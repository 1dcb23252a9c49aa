//! Transport Adapters (spec.md §4.4): native resolver, raw UDP, raw TCP and
//! DoH, each exposing the same `query(server, fqdn, deadline)` contract.
//!
//! # Exactly-once completion
//!
//! Every adapter MUST yield exactly one terminal outcome per `query()` call,
//! regardless of how many underlying events fire (timeout, data, socket
//! error, cancellation — spec.md §4.4, §5, §9). In plain `async fn`s that
//! `.await` a single future this falls out naturally; [`CompletionGate`]
//! exists for the cases where more than one task can plausibly race to
//! produce a result (see `mock` and the dispatcher's cancellation race) so
//! the guarantee is enforced explicitly rather than left to chance.

pub mod doh;
pub mod mock;
pub mod native;
pub mod tcp;
pub mod udp;

use std::sync::atomic::{AtomicBool, Ordering};
use std::time::Duration;

use async_trait::async_trait;

use crate::error::TransportError;
use crate::types::{Fqdn, TransportKind};

/// A single atomic gate guarding terminal completion. The first caller to
/// win `try_complete` should act on it (send a result, release resources);
/// every later caller's event is discarded.
#[derive(Debug, Default)]
pub struct CompletionGate {
    completed: AtomicBool,
}

impl CompletionGate {
    pub fn new() -> Self {
        CompletionGate {
            completed: AtomicBool::new(false),
        }
    }

    /// Returns `true` exactly once across all callers, for whichever call
    /// wins the race.
    pub fn try_complete(&self) -> bool {
        self.completed
            .compare_exchange(false, true, Ordering::SeqCst, Ordering::SeqCst)
            .is_ok()
    }
}

/// A mechanism for sending one DNS TXT query and receiving its raw answer
/// segments (spec.md §4.4).
#[async_trait]
pub trait Transport: Send + Sync {
    fn kind(&self) -> TransportKind;

    /// Attempt the query once, failing with a specific subset of
    /// `TransportError` variants. Must complete within `deadline`.
    async fn query(
        &self,
        server: &str,
        fqdn: &Fqdn,
        deadline: Duration,
    ) -> Result<Vec<String>, TransportError>;
}

#[test]
fn test_completion_gate_yields_exactly_one_winner() {
    let gate = CompletionGate::new();
    assert!(gate.try_complete());
    assert!(!gate.try_complete());
    assert!(!gate.try_complete());
}

#[tokio::test]
async fn test_completion_gate_under_concurrent_racers() {
    use std::sync::Arc;

    let gate = Arc::new(CompletionGate::new());
    let mut handles = Vec::new();
    for _ in 0..16 {
        let gate = Arc::clone(&gate);
        handles.push(tokio::spawn(async move { gate.try_complete() }));
    }

    let mut winners = 0;
    for handle in handles {
        if handle.await.unwrap() {
            winners += 1;
        }
    }
    assert_eq!(winners, 1);
}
******************************
Reproduce each line of the records in which the word "than" appears.

//! exists for the cases where more than one task can plausibly race to
//! the guarantee is enforced explicitly rather than left to chance.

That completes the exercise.